Evidently the laser chips in most low cost laser pointers use no protection or biasing circuitry at all and the chips are reported to have modulation bandwidths of several hundred MHz extending the range of useful application considerably beyond that available with pulsed LEDS. Laser pointers can often be found at retail outlets at steep discount prices (often less than $5. 00). Many such pointers can easily be disassembled and pressed into pulsed service as demonstrated here. However, due to the nature of the semiconductor laser device (high power density at the laser chip facet), these emitters are susceptible to catastrophic damage due to transients current "glitches" in electronic pulser circuits and care should be taken to study the electronic driver pulse signal, using suitable low value resistors, before connecting the visible laser.

Photodectors suitable for studying pulsed infrared LEDS and visible diode lasers include high-speed Si PIN diodes with fast rise and fall times of less than 10 ns. Si phototransistors offer high sensitivity (with current gain) but typically have considerably lower speed, typically in excess of 200 ns.

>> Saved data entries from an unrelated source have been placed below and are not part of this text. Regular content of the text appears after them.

use super::geo::*;
use crate::coordinate::*;

use serde_derive::{Serialize, Deserialize};

///
/// Trait implemented by things representing axis-aligned bounding boxes
///
pub trait BoundingBox : Geo+Sized {
    ///
    /// Returns a bounding box with the specified minimum and maximum coordinates
    ///
    fn from_min_max(min: Self::Point, max: Self::Point) -> Self;

    ///
    /// Returns the minimum point of this bounding box
    ///
    fn min(&self) -> Self::Point;

    ///
    /// Returns the maximum point of this bounding box
    ///
    fn max(&self) -> Self::Point;

    ///
    /// Returns a bounding box containing a set of points (or None if there are no points)
    ///
    fn bounds_for_points<PointIter: IntoIterator<Item=Self::Point>>(points: PointIter) -> Option<Self> {
        let mut points  = points.into_iter();
        let first       = points.next()?;

        let (min, max)  = points.fold((first, first), |(min, max), point| {
            (Self::Point::from_smallest_components(min, point), Self::Point::from_biggest_components(max, point))
        });

        Some(Self::from_min_max(min, max))
    }

    ///
    /// Returns a copy of this bounding box grown by the same amount in every direction
    ///
    fn inflate(&self, amount: Self::Point) -> Self {
        Self::from_min_max(self.min() - amount, self.max() + amount)
    }
}

///
/// Type representing a bounding box
///
/// (Unlike a normal point tuple this always represents its bounds in minimum/maximum order)
///
#[derive(Copy, Clone, PartialEq, Debug, Serialize, Deserialize)]
pub struct Bounds<Point: Coordinate>(Point, Point);

impl<Point: Coordinate> Geo for Bounds<Point> {
    type Point=Point;
}

impl<Point: Coordinate> BoundingBox for Bounds<Point> {
    #[inline]
    fn from_min_max(min: Self::Point, max: Self::Point) -> Self {
        Bounds(Point::from_smallest_components(min, max), Point::from_biggest_components(min, max))
    }

    #[inline]
    fn min(&self) -> Self::Point {
        self.0
    }

    #[inline]
    fn max(&self) -> Self::Point {
        self.1
    }
}

impl Bounds<Coord2> {
    ///
    /// The size of these bounds along the x and y axes
    ///
    #[inline]
    pub fn size(&self) -> Coord2 {
        self.1 - self.0
    }
}
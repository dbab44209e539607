use crate::error::*;

use rand::Rng;

///
/// Generates a random offset in the range `-magnitude..=magnitude`
///
/// The sign and the size are drawn separately, so the offset is `± U(0,1) × magnitude`.
/// A magnitude of 0 draws nothing from the generator.
///
pub fn jitter<R: Rng+?Sized>(magnitude: f64, rng: &mut R) -> f64 {
    if magnitude == 0.0 {
        0.0
    } else {
        let sign = if rng.gen_bool(0.5) { 1.0 } else { -1.0 };
        sign * rng.gen::<f64>() * magnitude
    }
}

///
/// Returns a copy of a list of values where every value except the first and last has been jittered
///
/// The endpoints are left alone so that a curve fitted through the values still starts and ends
/// where its template does.
///
pub fn perturb_interior<R: Rng+?Sized>(values: &[f64], magnitude: f64, rng: &mut R) -> Vec<f64> {
    let last = values.len().saturating_sub(1);

    values.iter()
        .enumerate()
        .map(|(index, value)| {
            if index == 0 || index == last {
                *value
            } else {
                *value + jitter(magnitude, rng)
            }
        })
        .collect()
}

///
/// Checks that a jitter magnitude can be used to perturb coordinates
///
pub fn check_jitter(magnitude: f64) -> Result<f64, PuzzleError> {
    if magnitude.is_finite() && magnitude >= 0.0 {
        Ok(magnitude)
    } else {
        Err(PuzzleError::InvalidJitter(magnitude))
    }
}
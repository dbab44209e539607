use flo_puzzle::*;

use std::fmt;
use std::io;
use std::error::Error;

///
/// Errors that can stop a puzzle from being written out
///
#[derive(Debug)]
pub enum JigsawError {
    /// The puzzle could not be generated
    Puzzle(PuzzleError),

    /// The configuration file could not be read
    Config(serde_json::Error),

    /// The output document could not be generated
    Output(serde_json::Error),

    /// A file could not be read or written
    Io(io::Error),

    /// A command-line argument had a value that couldn't be understood
    Argument(String, String)
}

impl From<PuzzleError> for JigsawError {
    fn from(err: PuzzleError) -> JigsawError {
        JigsawError::Puzzle(err)
    }
}

impl From<serde_json::Error> for JigsawError {
    fn from(err: serde_json::Error) -> JigsawError {
        JigsawError::Config(err)
    }
}

impl From<io::Error> for JigsawError {
    fn from(err: io::Error) -> JigsawError {
        JigsawError::Io(err)
    }
}

impl fmt::Display for JigsawError {
    fn fmt(&self, f: &mut fmt::Formatter<'_>) -> fmt::Result {
        match self {
            JigsawError::Puzzle(err)            => write!(f, "{}", err),
            JigsawError::Config(err)            => write!(f, "could not read configuration: {}", err),
            JigsawError::Output(err)            => write!(f, "could not write output: {}", err),
            JigsawError::Io(err)                => write!(f, "{}", err),
            JigsawError::Argument(name, value)  => write!(f, "invalid value '{}' for {}", value, name)
        }
    }
}

impl Error for JigsawError {
    fn source(&self) -> Option<&(dyn Error + 'static)> {
        match self {
            JigsawError::Puzzle(err)        => Some(err),
            JigsawError::Config(err)        => Some(err),
            JigsawError::Output(err)        => Some(err),
            JigsawError::Io(err)            => Some(err),
            JigsawError::Argument(_, _)     => None
        }
    }
}

#[cfg(test)]
mod test {
    use super::*;

    fn json_error() -> serde_json::Error {
        serde_json::from_str::<u32>("not a number").unwrap_err()
    }

    #[test]
    fn json_errors_read_as_config_errors() {
        let err: JigsawError = json_error().into();

        match err {
            JigsawError::Config(_)  => { }
            _                       => panic!("Expected a configuration error")
        }
        assert!(err.to_string().starts_with("could not read configuration"));
    }

    #[test]
    fn output_errors_are_not_config_errors() {
        let err = JigsawError::Output(json_error());

        assert!(err.to_string().starts_with("could not write output"));
        assert!(err.source().is_some());
    }
}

Many infrared GaAlAs LEDS can be driven at currents approaching 1000 mA provided that the duty cycle and pulse width is short enough to keep the average power dissipation low enough. Using a standard 555 timer IC and a 2N2222a NPN transistor, it is possible to create a drive pulse with width down to a few microseconds and amplitude to about 800 mA.

The 555 timer chip has a rise/fall time of about 100 ns and current drive capability of 200 mA. The transistor output driver raises the output drive capability by about a factor of 4. The diagram below shows an implementation of this approach. The 555 timer circuit uses 1N914 switching diodes to enable complete control of the on/off time for the pulse. Despiking and power supply decoupling capacitors of 0. 1 and 5 uF were used. A 220 ohm series resistor in the 2N2222a base circuit is used to set the base drive level. A 10 ohm collector resistor provides suitable current limiting. The LED in the emitter circuit is shunted with a parallel 100 ohm shunt resistor to speed up the fall time of charge drain.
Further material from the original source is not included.